» TASK DETAILS:
A single stretch of the material below is to be transcribed exactly, starting at the line with "pub fn reassign_id(&mut" and ending after the line with "fs::create_dir_all(root).unwrap();".

» SUPPLIED ENTRIES:
************

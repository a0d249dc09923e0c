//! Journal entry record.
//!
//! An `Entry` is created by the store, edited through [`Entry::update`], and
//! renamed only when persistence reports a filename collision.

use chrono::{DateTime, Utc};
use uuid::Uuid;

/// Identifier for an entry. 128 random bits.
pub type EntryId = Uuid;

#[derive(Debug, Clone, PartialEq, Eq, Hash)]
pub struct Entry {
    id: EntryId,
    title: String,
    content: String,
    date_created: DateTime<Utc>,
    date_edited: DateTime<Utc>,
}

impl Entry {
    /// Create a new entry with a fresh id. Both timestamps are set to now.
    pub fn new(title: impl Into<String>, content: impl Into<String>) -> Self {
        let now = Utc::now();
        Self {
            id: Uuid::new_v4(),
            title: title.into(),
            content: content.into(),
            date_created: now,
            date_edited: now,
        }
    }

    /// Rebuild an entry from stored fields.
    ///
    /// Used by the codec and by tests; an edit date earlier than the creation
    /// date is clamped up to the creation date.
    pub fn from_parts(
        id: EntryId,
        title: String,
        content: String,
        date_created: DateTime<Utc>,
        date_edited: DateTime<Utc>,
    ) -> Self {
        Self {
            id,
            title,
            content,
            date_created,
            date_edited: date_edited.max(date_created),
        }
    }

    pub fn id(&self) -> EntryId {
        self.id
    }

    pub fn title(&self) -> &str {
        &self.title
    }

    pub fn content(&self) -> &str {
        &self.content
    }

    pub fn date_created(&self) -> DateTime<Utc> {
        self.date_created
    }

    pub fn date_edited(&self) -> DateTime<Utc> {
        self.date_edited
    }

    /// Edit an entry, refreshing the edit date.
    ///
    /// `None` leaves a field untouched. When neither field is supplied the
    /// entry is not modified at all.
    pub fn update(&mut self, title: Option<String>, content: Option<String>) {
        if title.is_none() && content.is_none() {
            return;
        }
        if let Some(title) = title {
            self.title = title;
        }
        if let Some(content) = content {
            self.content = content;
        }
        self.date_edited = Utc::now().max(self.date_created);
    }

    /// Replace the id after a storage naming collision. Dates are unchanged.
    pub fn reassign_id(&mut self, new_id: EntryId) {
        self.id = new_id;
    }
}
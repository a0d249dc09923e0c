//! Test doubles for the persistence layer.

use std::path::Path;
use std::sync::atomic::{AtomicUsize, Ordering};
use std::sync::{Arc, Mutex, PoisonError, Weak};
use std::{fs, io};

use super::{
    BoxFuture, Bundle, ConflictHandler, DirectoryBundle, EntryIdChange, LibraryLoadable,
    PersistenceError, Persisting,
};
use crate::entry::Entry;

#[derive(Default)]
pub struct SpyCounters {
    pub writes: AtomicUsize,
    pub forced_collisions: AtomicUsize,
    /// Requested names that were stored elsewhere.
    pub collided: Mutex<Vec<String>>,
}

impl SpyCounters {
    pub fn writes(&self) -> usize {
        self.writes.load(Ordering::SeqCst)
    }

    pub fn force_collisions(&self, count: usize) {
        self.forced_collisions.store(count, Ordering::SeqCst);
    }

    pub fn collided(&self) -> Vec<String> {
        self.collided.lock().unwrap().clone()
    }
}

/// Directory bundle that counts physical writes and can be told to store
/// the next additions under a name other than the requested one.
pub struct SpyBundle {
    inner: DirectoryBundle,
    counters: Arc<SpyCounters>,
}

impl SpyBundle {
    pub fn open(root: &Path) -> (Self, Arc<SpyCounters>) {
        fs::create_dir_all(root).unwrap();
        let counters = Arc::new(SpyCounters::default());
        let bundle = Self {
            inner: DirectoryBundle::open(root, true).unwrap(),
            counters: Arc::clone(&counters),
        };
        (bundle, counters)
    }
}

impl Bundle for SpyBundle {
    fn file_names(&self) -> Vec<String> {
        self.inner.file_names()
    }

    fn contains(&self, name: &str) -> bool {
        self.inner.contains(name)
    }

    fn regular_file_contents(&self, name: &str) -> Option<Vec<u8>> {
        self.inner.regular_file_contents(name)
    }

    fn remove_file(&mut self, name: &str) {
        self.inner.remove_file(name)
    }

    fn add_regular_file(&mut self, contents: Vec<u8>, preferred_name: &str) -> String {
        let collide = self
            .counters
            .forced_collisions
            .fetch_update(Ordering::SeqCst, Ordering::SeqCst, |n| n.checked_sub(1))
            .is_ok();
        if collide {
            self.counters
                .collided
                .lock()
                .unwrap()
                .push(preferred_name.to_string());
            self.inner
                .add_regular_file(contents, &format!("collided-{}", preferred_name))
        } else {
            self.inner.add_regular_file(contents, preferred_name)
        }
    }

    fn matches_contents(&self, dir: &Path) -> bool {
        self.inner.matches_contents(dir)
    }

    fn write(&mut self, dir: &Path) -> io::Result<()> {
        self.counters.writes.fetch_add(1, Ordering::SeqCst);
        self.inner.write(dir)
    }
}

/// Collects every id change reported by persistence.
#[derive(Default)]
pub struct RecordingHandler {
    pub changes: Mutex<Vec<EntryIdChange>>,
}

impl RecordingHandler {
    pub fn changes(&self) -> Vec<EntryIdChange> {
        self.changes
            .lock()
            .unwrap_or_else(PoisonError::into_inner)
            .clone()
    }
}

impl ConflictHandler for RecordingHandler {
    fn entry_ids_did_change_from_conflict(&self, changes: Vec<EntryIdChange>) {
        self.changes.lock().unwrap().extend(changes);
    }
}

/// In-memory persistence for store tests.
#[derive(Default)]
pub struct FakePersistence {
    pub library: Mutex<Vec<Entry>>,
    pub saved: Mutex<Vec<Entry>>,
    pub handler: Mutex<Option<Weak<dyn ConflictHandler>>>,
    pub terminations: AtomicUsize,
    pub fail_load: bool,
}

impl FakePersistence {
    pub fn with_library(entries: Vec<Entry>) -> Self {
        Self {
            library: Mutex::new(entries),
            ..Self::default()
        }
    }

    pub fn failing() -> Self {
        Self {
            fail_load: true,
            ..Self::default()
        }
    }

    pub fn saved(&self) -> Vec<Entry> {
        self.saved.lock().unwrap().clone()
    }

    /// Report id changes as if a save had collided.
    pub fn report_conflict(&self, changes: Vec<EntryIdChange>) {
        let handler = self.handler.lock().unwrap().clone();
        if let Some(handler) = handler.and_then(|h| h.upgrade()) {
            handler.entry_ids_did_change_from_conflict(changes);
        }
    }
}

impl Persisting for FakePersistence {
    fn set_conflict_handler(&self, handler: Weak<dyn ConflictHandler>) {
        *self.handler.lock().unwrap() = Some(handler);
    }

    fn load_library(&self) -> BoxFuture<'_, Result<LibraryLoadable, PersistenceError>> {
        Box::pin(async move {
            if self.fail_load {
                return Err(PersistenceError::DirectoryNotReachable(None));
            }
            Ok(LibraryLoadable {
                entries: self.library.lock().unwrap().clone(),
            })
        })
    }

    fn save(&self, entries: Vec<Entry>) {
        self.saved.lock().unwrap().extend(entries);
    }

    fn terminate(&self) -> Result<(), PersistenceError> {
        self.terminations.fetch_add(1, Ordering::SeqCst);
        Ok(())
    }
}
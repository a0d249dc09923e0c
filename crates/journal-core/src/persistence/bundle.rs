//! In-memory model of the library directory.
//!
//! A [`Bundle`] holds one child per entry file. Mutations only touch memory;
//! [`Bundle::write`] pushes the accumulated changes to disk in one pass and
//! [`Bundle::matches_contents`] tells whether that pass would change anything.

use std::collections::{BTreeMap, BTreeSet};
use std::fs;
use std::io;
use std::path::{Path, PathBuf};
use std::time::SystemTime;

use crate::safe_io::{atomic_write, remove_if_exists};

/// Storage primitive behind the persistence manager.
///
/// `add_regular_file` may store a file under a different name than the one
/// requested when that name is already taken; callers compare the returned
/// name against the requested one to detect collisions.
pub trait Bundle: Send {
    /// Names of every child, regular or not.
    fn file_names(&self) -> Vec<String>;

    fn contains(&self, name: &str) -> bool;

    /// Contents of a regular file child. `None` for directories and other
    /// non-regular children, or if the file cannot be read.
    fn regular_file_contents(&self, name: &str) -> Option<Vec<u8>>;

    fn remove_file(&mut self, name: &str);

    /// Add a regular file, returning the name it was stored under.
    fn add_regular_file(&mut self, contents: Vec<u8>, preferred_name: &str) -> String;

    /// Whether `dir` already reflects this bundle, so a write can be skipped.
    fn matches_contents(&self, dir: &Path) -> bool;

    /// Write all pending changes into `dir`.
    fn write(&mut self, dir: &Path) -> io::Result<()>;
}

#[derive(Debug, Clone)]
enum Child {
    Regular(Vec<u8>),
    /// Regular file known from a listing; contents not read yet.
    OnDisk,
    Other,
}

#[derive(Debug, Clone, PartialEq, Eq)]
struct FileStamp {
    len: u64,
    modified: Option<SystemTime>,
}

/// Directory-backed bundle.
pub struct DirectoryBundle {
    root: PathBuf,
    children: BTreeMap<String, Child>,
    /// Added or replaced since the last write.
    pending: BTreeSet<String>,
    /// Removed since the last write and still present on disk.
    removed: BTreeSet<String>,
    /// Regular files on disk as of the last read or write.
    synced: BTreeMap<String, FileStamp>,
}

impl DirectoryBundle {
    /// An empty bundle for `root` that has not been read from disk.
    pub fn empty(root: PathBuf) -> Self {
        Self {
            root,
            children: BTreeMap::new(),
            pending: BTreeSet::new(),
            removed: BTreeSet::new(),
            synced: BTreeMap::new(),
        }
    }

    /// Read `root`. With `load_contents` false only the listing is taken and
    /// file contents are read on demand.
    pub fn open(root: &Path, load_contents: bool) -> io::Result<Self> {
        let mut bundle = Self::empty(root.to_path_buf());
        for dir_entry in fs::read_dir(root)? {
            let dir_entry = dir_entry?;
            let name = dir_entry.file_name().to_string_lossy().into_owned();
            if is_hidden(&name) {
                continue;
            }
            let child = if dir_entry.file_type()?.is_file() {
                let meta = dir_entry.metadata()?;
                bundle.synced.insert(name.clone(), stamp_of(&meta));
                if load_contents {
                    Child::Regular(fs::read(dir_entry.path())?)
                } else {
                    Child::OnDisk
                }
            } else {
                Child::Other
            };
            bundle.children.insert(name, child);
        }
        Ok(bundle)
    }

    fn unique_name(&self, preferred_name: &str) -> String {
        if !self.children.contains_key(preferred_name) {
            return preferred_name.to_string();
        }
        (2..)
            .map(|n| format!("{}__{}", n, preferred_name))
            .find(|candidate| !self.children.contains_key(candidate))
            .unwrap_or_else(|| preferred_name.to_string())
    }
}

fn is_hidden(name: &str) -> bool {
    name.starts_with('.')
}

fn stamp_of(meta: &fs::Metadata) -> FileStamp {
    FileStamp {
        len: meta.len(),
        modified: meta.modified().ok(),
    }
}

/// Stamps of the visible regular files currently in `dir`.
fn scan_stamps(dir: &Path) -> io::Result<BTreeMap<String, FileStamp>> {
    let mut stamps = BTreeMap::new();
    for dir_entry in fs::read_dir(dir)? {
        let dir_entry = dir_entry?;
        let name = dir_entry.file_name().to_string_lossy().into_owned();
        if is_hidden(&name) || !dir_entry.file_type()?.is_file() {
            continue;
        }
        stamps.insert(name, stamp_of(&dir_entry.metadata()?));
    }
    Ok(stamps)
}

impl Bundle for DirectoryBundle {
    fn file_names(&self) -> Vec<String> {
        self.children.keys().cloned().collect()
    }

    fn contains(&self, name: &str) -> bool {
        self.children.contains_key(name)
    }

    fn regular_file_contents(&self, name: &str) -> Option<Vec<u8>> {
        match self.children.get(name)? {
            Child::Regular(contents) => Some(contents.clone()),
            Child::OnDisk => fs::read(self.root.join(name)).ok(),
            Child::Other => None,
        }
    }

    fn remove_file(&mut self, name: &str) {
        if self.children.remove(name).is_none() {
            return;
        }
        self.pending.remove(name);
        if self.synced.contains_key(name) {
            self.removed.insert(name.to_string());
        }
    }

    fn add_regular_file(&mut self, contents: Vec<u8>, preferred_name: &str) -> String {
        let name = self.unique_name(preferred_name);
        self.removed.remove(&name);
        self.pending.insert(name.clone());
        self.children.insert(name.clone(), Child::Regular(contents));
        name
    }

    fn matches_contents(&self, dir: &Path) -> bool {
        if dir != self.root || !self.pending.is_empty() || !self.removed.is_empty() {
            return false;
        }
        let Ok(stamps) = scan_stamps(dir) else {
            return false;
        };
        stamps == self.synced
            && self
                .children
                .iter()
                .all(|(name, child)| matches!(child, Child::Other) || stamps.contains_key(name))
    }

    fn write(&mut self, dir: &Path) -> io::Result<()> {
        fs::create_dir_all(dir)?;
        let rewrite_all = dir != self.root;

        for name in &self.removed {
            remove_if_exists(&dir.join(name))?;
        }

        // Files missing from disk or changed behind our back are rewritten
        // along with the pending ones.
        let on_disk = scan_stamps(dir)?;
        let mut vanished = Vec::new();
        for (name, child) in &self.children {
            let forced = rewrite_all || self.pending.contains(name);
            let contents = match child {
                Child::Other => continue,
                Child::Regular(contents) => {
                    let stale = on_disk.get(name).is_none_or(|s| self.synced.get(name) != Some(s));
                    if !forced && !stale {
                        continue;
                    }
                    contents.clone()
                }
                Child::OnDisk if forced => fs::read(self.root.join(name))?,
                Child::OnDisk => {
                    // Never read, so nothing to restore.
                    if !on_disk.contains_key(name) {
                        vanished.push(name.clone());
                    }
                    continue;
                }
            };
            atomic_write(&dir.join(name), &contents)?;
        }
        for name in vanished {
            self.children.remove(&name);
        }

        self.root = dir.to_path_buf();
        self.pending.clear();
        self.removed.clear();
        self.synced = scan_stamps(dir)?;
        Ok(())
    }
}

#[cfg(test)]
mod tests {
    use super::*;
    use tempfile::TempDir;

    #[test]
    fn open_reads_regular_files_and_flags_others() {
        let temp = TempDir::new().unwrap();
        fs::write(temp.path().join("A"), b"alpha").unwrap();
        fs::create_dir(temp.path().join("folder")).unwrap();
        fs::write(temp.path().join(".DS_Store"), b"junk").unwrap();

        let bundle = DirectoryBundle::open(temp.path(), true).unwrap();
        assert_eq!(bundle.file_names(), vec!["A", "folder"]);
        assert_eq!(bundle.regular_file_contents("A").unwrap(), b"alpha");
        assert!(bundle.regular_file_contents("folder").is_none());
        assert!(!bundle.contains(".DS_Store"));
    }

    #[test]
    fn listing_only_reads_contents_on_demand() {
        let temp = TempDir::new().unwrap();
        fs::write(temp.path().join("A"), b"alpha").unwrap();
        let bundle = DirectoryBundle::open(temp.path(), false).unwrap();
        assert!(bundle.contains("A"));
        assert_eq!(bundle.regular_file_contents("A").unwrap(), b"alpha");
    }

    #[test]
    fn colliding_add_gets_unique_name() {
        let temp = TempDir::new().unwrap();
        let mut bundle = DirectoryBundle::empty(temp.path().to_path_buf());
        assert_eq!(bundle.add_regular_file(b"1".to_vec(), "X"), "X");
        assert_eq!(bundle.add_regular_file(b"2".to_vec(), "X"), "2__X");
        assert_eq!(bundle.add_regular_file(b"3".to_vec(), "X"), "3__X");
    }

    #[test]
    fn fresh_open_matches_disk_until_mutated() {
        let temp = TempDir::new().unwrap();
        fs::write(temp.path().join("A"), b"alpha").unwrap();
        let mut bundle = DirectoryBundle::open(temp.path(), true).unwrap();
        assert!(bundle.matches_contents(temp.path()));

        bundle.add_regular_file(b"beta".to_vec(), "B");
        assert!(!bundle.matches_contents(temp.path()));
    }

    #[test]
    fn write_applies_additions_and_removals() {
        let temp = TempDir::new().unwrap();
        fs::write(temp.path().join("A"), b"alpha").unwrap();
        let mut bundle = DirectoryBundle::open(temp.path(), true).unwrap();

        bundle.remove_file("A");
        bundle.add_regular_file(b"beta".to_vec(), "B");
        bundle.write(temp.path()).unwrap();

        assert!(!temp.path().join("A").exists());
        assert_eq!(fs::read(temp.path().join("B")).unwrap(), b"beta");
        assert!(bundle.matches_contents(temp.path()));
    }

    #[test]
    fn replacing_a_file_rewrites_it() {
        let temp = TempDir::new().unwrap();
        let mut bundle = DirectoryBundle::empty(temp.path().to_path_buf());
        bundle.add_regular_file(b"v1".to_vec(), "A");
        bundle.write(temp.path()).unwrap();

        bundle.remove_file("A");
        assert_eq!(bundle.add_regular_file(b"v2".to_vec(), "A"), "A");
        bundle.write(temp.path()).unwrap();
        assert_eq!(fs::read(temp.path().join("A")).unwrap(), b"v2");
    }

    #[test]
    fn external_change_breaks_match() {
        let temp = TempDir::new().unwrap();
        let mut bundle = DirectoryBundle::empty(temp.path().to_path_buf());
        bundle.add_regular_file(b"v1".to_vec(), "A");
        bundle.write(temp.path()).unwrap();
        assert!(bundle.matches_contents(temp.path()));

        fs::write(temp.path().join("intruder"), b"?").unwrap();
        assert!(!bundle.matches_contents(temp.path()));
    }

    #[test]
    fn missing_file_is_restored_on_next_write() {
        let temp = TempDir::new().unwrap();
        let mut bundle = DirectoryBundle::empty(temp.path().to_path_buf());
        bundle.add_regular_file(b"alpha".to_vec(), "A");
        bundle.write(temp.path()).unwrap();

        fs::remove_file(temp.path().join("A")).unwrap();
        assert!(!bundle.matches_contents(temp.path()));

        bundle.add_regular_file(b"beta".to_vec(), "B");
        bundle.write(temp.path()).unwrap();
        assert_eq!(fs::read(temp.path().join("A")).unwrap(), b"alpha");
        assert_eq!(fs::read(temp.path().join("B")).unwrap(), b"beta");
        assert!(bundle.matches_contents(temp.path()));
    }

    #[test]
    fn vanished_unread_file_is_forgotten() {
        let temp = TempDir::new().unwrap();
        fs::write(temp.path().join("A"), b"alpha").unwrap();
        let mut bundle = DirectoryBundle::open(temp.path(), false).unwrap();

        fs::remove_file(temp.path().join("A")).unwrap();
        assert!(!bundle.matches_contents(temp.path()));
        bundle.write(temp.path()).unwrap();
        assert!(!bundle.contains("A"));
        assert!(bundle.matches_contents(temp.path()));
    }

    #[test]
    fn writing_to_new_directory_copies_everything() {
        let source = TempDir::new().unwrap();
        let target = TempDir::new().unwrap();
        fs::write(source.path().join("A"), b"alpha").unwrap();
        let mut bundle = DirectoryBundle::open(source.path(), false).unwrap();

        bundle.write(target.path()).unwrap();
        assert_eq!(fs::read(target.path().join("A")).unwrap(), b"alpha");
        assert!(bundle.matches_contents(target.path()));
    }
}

************

» RESPONSE BOX:
    pub fn reassign_id(&mut self, new_id: EntryId) {
        self.id = new_id;
    }
}
repository a0d249dc09923e0c
//! Test doubles for the persistence layer.

use std::path::Path;
use std::sync::atomic::{AtomicUsize, Ordering};
use std::sync::{Arc, Mutex, PoisonError, Weak};
use std::{fs, io};

use super::{
    BoxFuture, Bundle, ConflictHandler, DirectoryBundle, EntryIdChange, LibraryLoadable,
    PersistenceError, Persisting,
};
use crate::entry::Entry;

#[derive(Default)]
pub struct SpyCounters {
    pub writes: AtomicUsize,
    pub forced_collisions: AtomicUsize,
    /// Requested names that were stored elsewhere.
    pub collided: Mutex<Vec<String>>,
}

impl SpyCounters {
    pub fn writes(&self) -> usize {
        self.writes.load(Ordering::SeqCst)
    }

    pub fn force_collisions(&self, count: usize) {
        self.forced_collisions.store(count, Ordering::SeqCst);
    }

    pub fn collided(&self) -> Vec<String> {
        self.collided.lock().unwrap().clone()
    }
}

/// Directory bundle that counts physical writes and can be told to store
/// the next additions under a name other than the requested one.
pub struct SpyBundle {
    inner: DirectoryBundle,
    counters: Arc<SpyCounters>,
}

impl SpyBundle {
    pub fn open(root: &Path) -> (Self, Arc<SpyCounters>) {
        fs::create_dir_all(root).unwrap();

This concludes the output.